Le chef de l’Etat écoute les doléances et les propositions des uns et des autres mais surtout, il tente de mettre sur pied une majorité alternative, qui, au terme de débauchages monnayés ou de promesses d’ordre politique, lui permettrait sinon de se passer de son allié initial, du moins d’élargir sa marge de manœuvre et de l’emporter dans plusieurs différends, qu’il s’agisse de la Cour Constitutionnelle, de la nouvelle direction de la Commission électorale indépendante, de la nomination d’un nouveau Premier Ministre…
Ce «putsch pacifique», c’est-à-dire le reniement d’un accord conclu, visiblement encouragé par l’ambassadeur des Etats-Unis jouant un rôle de proconsul (du temps de Donald Trump…) se heurte cependant à de sérieux obstacles : la majorité de la plateforme FCC (Front commun pour le Congo) soutenant Joseph Kabila, avec ses 300 élus, s’avère difficile à éroder.
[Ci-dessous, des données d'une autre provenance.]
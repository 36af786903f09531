//! Request authentication.

use crate::digest::DigestCredentials;
use std::sync::Arc;
use tracing::debug;

/// Source of truth for which tokens may call the API.
pub trait CredentialStore: Send + Sync {
    /// True iff `token` is accepted.
    fn is_permitted(&self, token: &str) -> bool;
}

impl CredentialStore for DigestCredentials {
    fn is_permitted(&self, token: &str) -> bool {
        self.contains(token)
    }
}

/// Checks presented tokens against a [`CredentialStore`].
///
/// No side effects beyond a debug log line on rejection.
#[derive(Clone)]
pub struct Authenticator {
    store: Arc<dyn CredentialStore>,
}

impl Authenticator {
    /// Authenticate against `store`.
    pub fn new(store: impl CredentialStore + 'static) -> Self {
        Self {
            store: Arc::new(store),
        }
    }

    /// Authenticate against a fixed digest set.
    pub fn from_digests(credentials: DigestCredentials) -> Self {
        Self::new(credentials)
    }

    /// True iff a token was presented and is permitted.
    ///
    /// A missing token is checked as the empty token so it costs the same
    /// as a wrong one.
    pub fn authorize(&self, token: Option<&str>) -> bool {
        let permitted = self.store.is_permitted(token.unwrap_or(""));
        if !permitted {
            debug!(target: "buildseq::auth", presented = token.is_some(), "Token rejected");
        }
        permitted
    }
}

impl std::fmt::Debug for Authenticator {
    fn fmt(&self, f: &mut std::fmt::Formatter<'_>) -> std::fmt::Result {
        f.debug_struct("Authenticator").finish_non_exhaustive()
    }
}
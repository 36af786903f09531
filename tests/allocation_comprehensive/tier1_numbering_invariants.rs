//! Tier 1: Numbering invariants
//!
//! Numbers within a series start at 1, follow first-request order with no
//! gaps, never change once assigned, and series never share a counter.

use crate::test_utils::*;
use buildseq::{AllocationOutcome, Allocator, SeriesKey};

#[test]
fn numbers_are_dense_and_ordered() {
    let executor = ephemeral_executor();
    for n in 0..50 {
        let response = allocate(&executor, "4.2", &commit(n));
        assert_eq!(response.status, 201);
        assert_eq!(response.build_number, Some(n as u16 + 1));
    }
    assert_eq!(
        numbers(&list(&executor, "4.2")),
        (1..=50).collect::<Vec<u16>>()
    );
}

#[test]
fn repeated_requests_are_stable() {
    let executor = ephemeral_executor();
    for n in 0..5 {
        allocate(&executor, "1.0", &commit(n));
    }
    for round in 0..3 {
        for n in 0..5 {
            let response = allocate(&executor, "1.0", &commit(n));
            assert_eq!(response.status, 200, "round {} commit {}", round, n);
            assert_eq!(response.build_number, Some(n as u16 + 1));
            assert_eq!(lookup(&executor, "1.0", &commit(n)).build_number, Some(n as u16 + 1));
        }
    }
    assert_eq!(numbers(&list(&executor, "1.0")).len(), 5);
}

#[test]
fn series_are_independent() {
    let executor = ephemeral_executor();
    let shared = commit(7);

    let a = allocate(&executor, "1.1", &shared);
    let b = allocate(&executor, "1.2", &shared);
    let c = allocate(&executor, "2.1", &shared);
    for response in [&a, &b, &c] {
        assert_eq!(response.status, 201);
        assert_eq!(response.build_number, Some(1));
        assert_eq!(response.message, "Unknown series. New build number created.");
    }
    assert_ne!(a.series_id, b.series_id);
    assert_ne!(b.series_id, c.series_id);

    allocate(&executor, "1.1", &commit(8));
    assert_eq!(numbers(&list(&executor, "1.1")), vec![1, 2]);
    assert_eq!(numbers(&list(&executor, "1.2")), vec![1]);
}

#[test]
fn series_text_is_normalised() {
    let executor = ephemeral_executor();
    allocate(&executor, "01.02", &commit(1));
    let response = allocate(&executor, "1.2", &commit(1));
    assert_eq!(response.status, 200);
    assert_eq!(response.series.as_deref(), Some("1.2"));
}

#[test]
fn commits_are_case_sensitive() {
    let executor = ephemeral_executor();
    let lower = "abcdef0123456789abcdef0123456789abcdef01";
    let upper = lower.to_uppercase();
    assert_eq!(allocate(&executor, "3.0", lower).build_number, Some(1));
    assert_eq!(allocate(&executor, "3.0", &upper).build_number, Some(2));
}

#[test]
fn allocator_reports_outcomes() {
    let executor = ephemeral_executor();
    let allocator: &Allocator = executor.allocator();
    let key = SeriesKey::new(9, 9);

    let first = allocator.allocate(key, &commit(1)).unwrap();
    assert_eq!(first.outcome, AllocationOutcome::Created);
    assert!(first.series_created);

    let again = allocator.allocate(key, &commit(1)).unwrap();
    assert_eq!(again.outcome, AllocationOutcome::AlreadyKnown);
    assert!(!again.series_created);
    assert_eq!(again.build, first.build);

    let listing = allocator.list_builds(key).unwrap();
    assert_eq!(listing.series, first.series);
    assert_eq!(listing.builds, vec![first.build]);
}
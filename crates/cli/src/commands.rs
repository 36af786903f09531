//! Clap command tree definition.

use clap::{Arg, ArgAction, Command};

/// Default data directory when `--db` is not given.
pub const DEFAULT_DB: &str = ".buildseq";

/// Build the complete CLI command tree.
pub fn build_cli() -> Command {
    Command::new("buildseq")
        .about("Allocate sequential build numbers per release series")
        .subcommand_required(true)
        .arg_required_else_help(true)
        .arg(
            Arg::new("db")
                .long("db")
                .help("Data directory (default: .buildseq)")
                .global(true),
        )
        .arg(
            Arg::new("cache")
                .long("cache")
                .help("Ephemeral in-memory database that accepts --token")
                .action(ArgAction::SetTrue)
                .conflicts_with("db")
                .global(true),
        )
        .arg(
            Arg::new("json")
                .long("json")
                .help("JSON output mode")
                .action(ArgAction::SetTrue)
                .global(true),
        )
        .arg(
            Arg::new("token")
                .long("token")
                .env("BUILDSEQ_TOKEN")
                .hide_env_values(true)
                .help("API token")
                .global(true),
        )
        .subcommand(build_allocate())
        .subcommand(build_lookup())
        .subcommand(build_list())
        .subcommand(build_hash_token())
        .subcommand(build_init())
}

fn series_arg() -> Arg {
    Arg::new("series")
        .required(true)
        .help("Release series, <major>.<minor>")
}

fn commit_arg() -> Arg {
    Arg::new("commit").required(true).help("Commit identifier")
}

fn build_allocate() -> Command {
    Command::new("allocate")
        .about("Return the build number of a commit, allocating the next one if new")
        .arg(series_arg())
        .arg(commit_arg())
}

fn build_lookup() -> Command {
    Command::new("lookup")
        .about("Return the build number of a commit without allocating")
        .arg(series_arg())
        .arg(commit_arg())
}

fn build_list() -> Command {
    Command::new("list")
        .about("List all builds of a series")
        .arg(series_arg())
}

fn build_hash_token() -> Command {
    Command::new("hash-token")
        .about("Print the digest of a token for authorized_digests")
        .arg(Arg::new("value").required(true).help("Token to hash"))
}

fn build_init() -> Command {
    Command::new("init").about("Create the data directory and default config")
}
//! Tier 4: Request contract
//!
//! Status codes and messages clients depend on.

use crate::test_utils::*;
use buildseq::{Command, Error, Executor, Method, Request};

fn status(executor: &Executor, request: Request) -> (u16, String) {
    let response = executor.execute(&request);
    (response.status, response.message)
}

#[test]
fn status_table() {
    let executor = ephemeral_executor();
    let a = commit(1);
    let b = commit(2);

    let post = |series: &str, c: &str| {
        Request::new(Method::Post)
            .with_series(series)
            .with_commit(c)
            .with_token(TOKEN)
    };
    let get = |series: &str, c: &str| {
        Request::new(Method::Get)
            .with_series(series)
            .with_commit(c)
            .with_token(TOKEN)
    };

    assert_eq!(
        status(&executor, post("1.4", &a)),
        (201, "Unknown series. New build number created.".into())
    );
    assert_eq!(
        status(&executor, post("1.4", &b)),
        (201, "Known series. New build number created.".into())
    );
    assert_eq!(
        status(&executor, post("1.4", &a)),
        (200, "Known series. Known commit hash.".into())
    );
    assert_eq!(status(&executor, get("1.4", &a)), (200, "Found".into()));
    assert_eq!(
        status(&executor, get("1.5", &a)),
        (404, "Unknown series!".into())
    );
    assert_eq!(
        status(&executor, get("1.4", &commit(3))),
        (404, "Unknown build!".into())
    );
    assert_eq!(
        status(&executor, post("14", &a)),
        (400, "Invalid parameter: series. Format: <major>.<minor>".into())
    );
    assert_eq!(status(&executor, post("1.4", "deadbeef")).0, 400);
    assert_eq!(
        status(
            &executor,
            Request::new(Method::Post).with_series("1.4").with_token(TOKEN)
        ),
        (405, "Invalid method".into())
    );
    assert_eq!(
        status(&executor, Request::new(Method::Get).with_token(TOKEN)).0,
        404
    );
    assert_eq!(
        status(&executor, post("1.4", &a).with_token("guess")),
        (401, "Unauthorized".into())
    );
}

#[test]
fn unauthorized_before_routing() {
    let executor = ephemeral_executor();
    // Even an unsupported method is answered 401 without a token
    let response = executor.execute(&Request::new(Method::Delete).with_series("1.0"));
    assert_eq!(response.status, 401);
}

#[test]
fn no_configured_tokens_rejects_everything() {
    let executor = Executor::new(Database::ephemeral()).unwrap();
    let response = allocate(&executor, "1.0", &commit(0));
    assert_eq!(response.status, 401);
    assert_eq!(executor.allocator().database().storage().series_count(), 0);
}

#[test]
fn multiple_tokens_accepted() {
    let config = BuildSeqConfig {
        authorized_digests: vec![hash_token("first"), hash_token(TOKEN)],
        ..BuildSeqConfig::default()
    };
    let executor = Executor::new(Database::ephemeral_with_config(config).unwrap()).unwrap();
    assert_eq!(allocate(&executor, "1.0", &commit(0)).status, 201);

    let other = Request::new(Method::Get)
        .with_series("1.0")
        .with_commit(commit(0))
        .with_token("first");
    assert_eq!(executor.execute(&other).status, 200);
}

#[test]
fn commands_bypass_routing() {
    let executor = ephemeral_executor();
    let command = Command::Allocate {
        series: "2.2".into(),
        commit: commit(5),
    };
    let response = executor.execute_command(Some(TOKEN), &command);
    assert_eq!(response.status, 201);
    assert_eq!(response.build_number, Some(1));
}

#[test]
fn error_statuses_are_stable() {
    assert_eq!(Error::Unauthorized.status(), 401);
    assert_eq!(Error::InvalidEndpoint.status(), 404);
    assert_eq!(
        Error::Overflow {
            series: "1.0".into()
        }
        .status(),
        422
    );
}

#[test]
fn json_body_round_trips() {
    let executor = ephemeral_executor();
    let response = allocate(&executor, "3.1", &commit(9));
    let json = response.to_json().unwrap();
    assert!(json.contains("\"build_number\":1"));
    assert!(json.contains("\"series\":\"3.1\""));
    let parsed: buildseq::Response = serde_json::from_str(&json).unwrap();
    assert_eq!(parsed, response);
}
Même s’il observe un lourd silence, celui que l’on appelle « le fermier barbu de Kingakati » c’est-à-dire l’ancien président reconverti en « gentlemen farmer », ne reste pas inactif : non seulement il tente de dissuader des défections au sein de ses partisans mais ses émissaires se sont adressés aux pays africains, dont l’Afrique du Sud et l’Egypte qui avaient parrainé l’accord de paix, à la représentante de l’ONU à Kinshasa, Mme Leila Zerroughi.
Cette dernière avait désamorcé la crise postélectorale en janvier 2019, ce qui avait pris de court ceux qui, en Europe et même en Belgique, avaient parrainé Martin Fayulu, opposant radical à Joseph Kabila et présenté comme vainqueur par les observateurs de l’Eglise catholique, qui cependant ne produisirent jamais leurs rapports…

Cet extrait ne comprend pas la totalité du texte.